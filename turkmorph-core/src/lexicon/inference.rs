//! Attributes a dictionary entry implies without spelling them out

use super::generator::root_change;
use super::{Lexeme, LexemeAttribute, LexemeAttributes, PrimaryPos};
use crate::phonetics::alphabet;

const CAUSATIVES: [LexemeAttribute; 5] = [
    LexemeAttribute::CausativeT,
    LexemeAttribute::CausativeIr,
    LexemeAttribute::CausativeIt,
    LexemeAttribute::CausativeAr,
    LexemeAttribute::CausativeDIr,
];

fn is_stop_consonant(c: char) -> bool {
    matches!(alphabet::to_lower(c), 'b' | 'c' | 'ç' | 'd' | 'g' | 'k' | 'p' | 't')
}

impl Lexeme {
    /// Add the attributes the entry implies.
    ///
    /// Explicit attributes always win: a verb tagged `Aorist_I` never gets
    /// `Aorist_A`, a noun tagged `NoVoicing` never gets `Voicing`. Stems in
    /// the irregular stem table get `RootChange`.
    pub fn infer_attributes(&mut self) {
        let Some(last) = self.lemma_root.chars().next_back() else {
            return;
        };
        let vowels = self.lemma_root.chars().filter(|c| alphabet::is_vowel(*c)).count();
        let attrs = &mut self.attributes;

        match self.primary_pos {
            PrimaryPos::Verb => infer_verb(attrs, last, vowels),
            PrimaryPos::Noun if attrs.contains(LexemeAttribute::CompoundP3sg) => {
                infer_compound(attrs)
            }
            PrimaryPos::Noun | PrimaryPos::Adjective => {
                infer_nominal(attrs, &self.lemma_root, last, vowels)
            }
            _ => {}
        }

        if root_change(&self.lemma, self.primary_pos).is_some() {
            self.attributes.insert(LexemeAttribute::RootChange);
        }
    }

    /// Copy with the implied attributes added
    pub fn with_inferred_attributes(mut self) -> Self {
        self.infer_attributes();
        self
    }
}

fn infer_nominal(attrs: &mut LexemeAttributes, lemma_root: &str, last: char, vowels: usize) {
    if attrs.contains(LexemeAttribute::VoicingOpt) {
        attrs.remove(LexemeAttribute::Voicing);
        attrs.remove(LexemeAttribute::NoVoicing);
    } else if vowels > 1
        && is_stop_consonant(last)
        && !attrs.contains(LexemeAttribute::NoVoicing)
        && !attrs.contains(LexemeAttribute::InverseHarmony)
    {
        attrs.insert(LexemeAttribute::Voicing);
    } else if ["nk", "og", "rt"].iter().any(|end| lemma_root.ends_with(end)) {
        attrs.insert(LexemeAttribute::Voicing);
    } else if !attrs.contains(LexemeAttribute::Voicing) {
        attrs.insert(LexemeAttribute::NoVoicing);
    }
}

fn infer_compound(attrs: &mut LexemeAttributes) {
    if attrs.contains(LexemeAttribute::VoicingOpt) {
        attrs.remove(LexemeAttribute::Voicing);
        attrs.remove(LexemeAttribute::NoVoicing);
    } else if !attrs.contains(LexemeAttribute::Voicing) {
        attrs.insert(LexemeAttribute::NoVoicing);
    }
}

fn infer_verb(attrs: &mut LexemeAttributes, last: char, vowels: usize) {
    let ends_in_vowel = alphabet::is_vowel(last);
    let last = alphabet::to_lower(last);

    if ends_in_vowel {
        attrs.insert(LexemeAttribute::ProgressiveVowelDrop);
        attrs.insert(LexemeAttribute::PassiveIn);
    }
    if vowels > 1 && !attrs.contains(LexemeAttribute::AoristA) {
        attrs.insert(LexemeAttribute::AoristI);
    }
    if vowels == 1 && !attrs.contains(LexemeAttribute::AoristI) {
        attrs.insert(LexemeAttribute::AoristA);
    }
    if last == 'l' {
        attrs.insert(LexemeAttribute::PassiveIn);
    }

    if !attrs.contains_any(CAUSATIVES.into_iter().collect()) {
        let causative = if ends_in_vowel || (matches!(last, 'l' | 'r') && vowels > 1) {
            LexemeAttribute::CausativeT
        } else if last == 't' && vowels < 2 {
            LexemeAttribute::CausativeIr
        } else {
            LexemeAttribute::CausativeDIr
        };
        attrs.insert(causative);
    }

    if attrs.contains(LexemeAttribute::ProgressiveVowelDrop)
        || !attrs.contains(LexemeAttribute::Voicing)
    {
        attrs.insert(LexemeAttribute::NoVoicing);
    }
}
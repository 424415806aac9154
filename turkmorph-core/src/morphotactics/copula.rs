//! Copula grammar
//!
//! Nominal predicates ("elmayım", "evdeydik"), the negative copula "değil"
//! and the explicit `dIr` copula on verbs and question particles.

use super::condition::Condition;
use super::graph::{
    form, GraphModule, RootDispatch, RootMatcher, StateType, SuffixGraphBuilder,
};
use crate::error::Result;
use crate::lexicon::PrimaryPos;

const DEGIL: &str = "değil";

const STATES: &[(&str, StateType, PrimaryPos)] = &[
    ("NOUN_COPULA", StateType::Derivational, PrimaryPos::Noun),
    ("ADJECTIVE_COPULA", StateType::Derivational, PrimaryPos::Adjective),
    ("ADVERB_COPULA", StateType::Derivational, PrimaryPos::Adverb),
    ("PRONOUN_COPULA", StateType::Derivational, PrimaryPos::Pronoun),
    ("VERB_DEGIL_ROOT", StateType::Transfer, PrimaryPos::Verb),
    ("VERB_COPULA_WITHOUT_TENSE", StateType::Transfer, PrimaryPos::Verb),
    ("VERB_COPULA_WITHOUT_TENSE_DERIV", StateType::Derivational, PrimaryPos::Verb),
    ("VERB_COPULA_WITH_TENSE", StateType::Transfer, PrimaryPos::Verb),
    ("VERB_COPULA_WITH_TENSE_DERIV", StateType::Derivational, PrimaryPos::Verb),
    ("VERB_COPULA_WITH_SWAPPED_A3PL", StateType::Transfer, PrimaryPos::Verb),
    (
        "VERB_COPULA_FROM_OTHERS_WITH_SWAPPED_A3PL",
        StateType::Derivational,
        PrimaryPos::Verb,
    ),
];

const SUFFIXES: &[(&str, &str)] = &[
    ("Pres_Cop", "Pres"),
    ("Narr_Cop", "Narr"),
    ("Past_Cop", "Past"),
    ("Cond_Cop", "Cond"),
    ("Cond_Cop_Secondary", "Cond"),
    ("While_Cop", "While"),
    ("AsIf_Cop", "AsIf"),
    ("Cop_Verb", "Cop"),
    ("Cop_Verb_Swapped", "Cop"),
    ("Cop_Others_Swapped", "Cop"),
    ("Cop_Ques", "Cop"),
];

const AGREEMENTS: &[(&str, &str)] = &[
    ("A1Sg_Cop", "A1sg"),
    ("A2Sg_Cop", "A2sg"),
    ("A3Sg_Cop", "A3sg"),
    ("A1Pl_Cop", "A1pl"),
    ("A2Pl_Cop", "A2pl"),
    ("A3Pl_Cop", "A3pl"),
];

const FREE_TRANSITIONS: &[(&str, &str, &str)] = &[
    ("Noun_Cop_Free_Transition", "NOUN_TERMINAL_TRANSFER", "NOUN_COPULA"),
    ("Adjective_Cop_Free_Transition", "ADJECTIVE_TERMINAL_TRANSFER", "ADJECTIVE_COPULA"),
    ("Adverb_Cop_Free_Transition", "ADVERB_TERMINAL_TRANSFER", "ADVERB_COPULA"),
    ("Pronoun_Cop_Free_Transition", "PRONOUN_TERMINAL_TRANSFER", "PRONOUN_COPULA"),
    ("Verb_Degil_Free_Transition", "VERB_DEGIL_ROOT", "VERB_COPULA_WITHOUT_TENSE"),
    (
        "Copula_Deriv_Free_Transition_1",
        "VERB_COPULA_WITHOUT_TENSE",
        "VERB_COPULA_WITHOUT_TENSE_DERIV",
    ),
    (
        "Copula_Deriv_Free_Transition_2",
        "VERB_COPULA_WITH_TENSE",
        "VERB_COPULA_WITH_TENSE_DERIV",
    ),
];

const ZERO_TRANSITIONS: &[(&str, &str, &str)] = &[
    ("Noun_Copula_Zero_Transition", "NOUN_COPULA", "VERB_COPULA_WITHOUT_TENSE"),
    ("Adjective_Copula_Zero_Transition", "ADJECTIVE_COPULA", "VERB_COPULA_WITHOUT_TENSE"),
    ("Adverb_Copula_Zero_Transition", "ADVERB_COPULA", "VERB_COPULA_WITHOUT_TENSE"),
    ("Pronoun_Copula_Zero_Transition", "PRONOUN_COPULA", "VERB_COPULA_WITHOUT_TENSE"),
    ("Adjective_Adverb_Zero_Transition", "ADJECTIVE_DERIV", "ADVERB_ROOT"),
];

/// Copula extensions over the basic grammar
#[derive(Debug, Clone, Copy, Default)]
pub struct CopulaModule;

impl GraphModule for CopulaModule {
    fn name(&self) -> &'static str {
        "copula"
    }

    fn register(&self, b: &mut SuffixGraphBuilder) -> Result<RootDispatch> {
        for (name, kind, pos) in STATES {
            b.register_state(name, *kind, *pos)?;
        }
        for (suffix, pretty) in SUFFIXES {
            b.register_suffix(suffix, pretty)?;
        }
        let agreements = b.register_group("Copula_Agreements_Group")?;
        for (suffix, pretty) in AGREEMENTS {
            b.register_grouped_suffix(suffix, agreements, pretty)?;
        }
        for (suffix, from, to) in FREE_TRANSITIONS {
            b.free_transition(suffix, from, to)?;
        }
        for (suffix, from, to) in ZERO_TRANSITIONS {
            b.zero_transition(suffix, from, to)?;
        }

        register_tenses(b)?;
        register_swapped_a3pl(b)?;
        register_agreements(b)?;
        register_derivations(b)?;
        register_explicit_copula(b)?;

        Ok(RootDispatch::new().route(
            RootMatcher::PosWithSequence(PrimaryPos::Verb, DEGIL.to_string()),
            b.state_id("VERB_DEGIL_ROOT")?,
        ))
    }
}

fn register_tenses(b: &mut SuffixGraphBuilder) -> Result<()> {
    for (suffix, template) in [
        ("Pres_Cop", ""),
        ("Narr_Cop", "+ymIş"),
        ("Past_Cop", "+ydI"),
        ("Cond_Cop", "+ysA"),
    ] {
        b.connect(
            "VERB_COPULA_WITHOUT_TENSE",
            suffix,
            "VERB_COPULA_WITH_TENSE",
            [form(template)],
        )?;
    }
    let after_pres = b.comes_after("Pres_Cop")?;
    b.connect(
        "VERB_COPULA_WITH_TENSE",
        "Cond_Cop_Secondary",
        "VERB_COPULA_WITH_TENSE",
        [form("+ysA").pre(!after_pres)],
    )
}

// "gelecekdir-ler", "elmadır-lar"
fn register_swapped_a3pl(b: &mut SuffixGraphBuilder) -> Result<()> {
    let after_copula_tense = Condition::any([
        b.comes_after("Neces")?,
        b.comes_after("Aor")?,
        b.comes_after("Prog")?,
        b.comes_after("Fut")?,
        b.comes_after("Narr")?,
    ]);
    b.connect(
        "VERB_WITH_TENSE",
        "Cop_Verb_Swapped",
        "VERB_COPULA_WITH_SWAPPED_A3PL",
        [form("dIr").pre(after_copula_tense)],
    )?;
    b.edge("VERB_COPULA_WITH_SWAPPED_A3PL", "A3Pl_Cop", "VERB_TERMINAL")?;

    b.connect(
        "VERB_COPULA_WITHOUT_TENSE",
        "Cop_Others_Swapped",
        "VERB_COPULA_FROM_OTHERS_WITH_SWAPPED_A3PL",
        [form("dIr")],
    )?;
    b.edge(
        "VERB_COPULA_FROM_OTHERS_WITH_SWAPPED_A3PL",
        "A3Pl_Cop",
        "VERB_TERMINAL",
    )
}

fn register_agreements(b: &mut SuffixGraphBuilder) -> Result<()> {
    let after_cond_or_past = Condition::any([
        b.comes_after("Cond_Cop")?,
        b.comes_after("Cond_Cop_Secondary")?,
        b.comes_after("Past_Cop")?,
    ]);
    let short = |template: &str| form(template).pre(after_cond_or_past.clone());

    let agreements = [
        ("A1Sg_Cop", vec![form("+yIm"), short("m")]),
        ("A2Sg_Cop", vec![form("sIn"), short("n")]),
        ("A3Sg_Cop", vec![form("")]),
        ("A1Pl_Cop", vec![form("+yIz"), short("!k")]),
        ("A2Pl_Cop", vec![form("sInIz"), short("nIz")]),
        ("A3Pl_Cop", vec![form("lAr")]),
    ];
    for (suffix, forms) in agreements {
        b.connect("VERB_COPULA_WITH_TENSE", suffix, "VERB_TERMINAL_TRANSFER", forms)?;
    }
    Ok(())
}

fn register_derivations(b: &mut SuffixGraphBuilder) -> Result<()> {
    b.connect(
        "VERB_COPULA_WITHOUT_TENSE_DERIV",
        "While_Cop",
        "ADVERB_ROOT",
        [form("+yken")],
    )?;
    let as_if = b.comes_after("Pres_Cop")? | b.comes_after("Narr_Cop")?;
    b.connect(
        "VERB_COPULA_WITH_TENSE_DERIV",
        "AsIf_Cop",
        "ADVERB_ROOT",
        [form("cAs!InA").pre(as_if)],
    )
}

fn register_explicit_copula(b: &mut SuffixGraphBuilder) -> Result<()> {
    let mut excluded = Vec::new();
    for suffix in [
        "Aor",
        "Past",
        "Cond",
        "Imp",
        "Opt",
        "Cond_Cop",
        "Cond_Cop_Secondary",
        "Past_Cop",
        "Narr_Cop",
        "Narr_Ques",
        "Past_Ques",
    ] {
        excluded.push(!b.comes_after(suffix)?);
    }
    b.connect(
        "VERB_TERMINAL_TRANSFER",
        "Cop_Verb",
        "VERB_TERMINAL_TRANSFER",
        [form("dIr").pre(Condition::all(excluded))],
    )?;

    let after_pres_ques = b.comes_after("Pres_Ques")?;
    b.connect(
        "QUESTION_WITH_AGREEMENT",
        "Cop_Ques",
        "QUESTION_WITH_AGREEMENT",
        [form("dIr").pre(after_pres_ques)],
    )
}

#[cfg(test)]
mod tests {
    use super::*;
    use crate::lexicon::{Lexeme, Root};
    use crate::morphotactics::SuffixGraph;
    use crate::phonetics::{PhoneticAttributes, PhoneticExpectations};
    use std::sync::Arc;

    fn verb(surface: &str) -> Root {
        Root::new(
            surface,
            Arc::new(Lexeme::new(surface, surface, PrimaryPos::Verb, None)),
            PhoneticAttributes::empty(),
            PhoneticExpectations::empty(),
        )
    }

    #[test]
    fn test_degil_has_its_own_root_state() {
        let graph = SuffixGraph::standard().unwrap();
        let degil = graph.find_state("VERB_DEGIL_ROOT");
        assert_eq!(graph.default_state_for_root(&verb(DEGIL)), degil);
        assert_eq!(
            graph.default_state_for_root(&verb("gel")),
            graph.find_state("VERB_ROOT")
        );
        assert!(graph.root_states().contains(&degil.unwrap()));
    }

    #[test]
    fn test_question_copula_uses_its_own_suffix() {
        let graph = SuffixGraph::standard().unwrap();
        let state = graph.state_id("QUESTION_WITH_AGREEMENT").unwrap();
        let cop_ques = graph.suffix_id("Cop_Ques").unwrap();
        assert_eq!(graph.target_of(state, cop_ques), Some(state));
        assert_eq!(graph.target_of(state, graph.suffix_id("Cop_Verb").unwrap()), None);
        assert_eq!(graph.suffix(cop_ques).forms.len(), 1);
    }

    #[test]
    fn test_copula_agreements_form_a_group() {
        let graph = SuffixGraph::standard().unwrap();
        let a1sg = graph.suffix(graph.suffix_id("A1Sg_Cop").unwrap());
        let group = graph.group(a1sg.group.unwrap());
        assert_eq!(group.name, "Copula_Agreements_Group");
        assert_eq!(group.members.len(), 6);
    }
}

→ TASK TO COMPLETE:
Give the number of lines in the data that contain the string "PhoneticAttributes" and nothing more.

→ SOLUTION TO THIS TASK:
2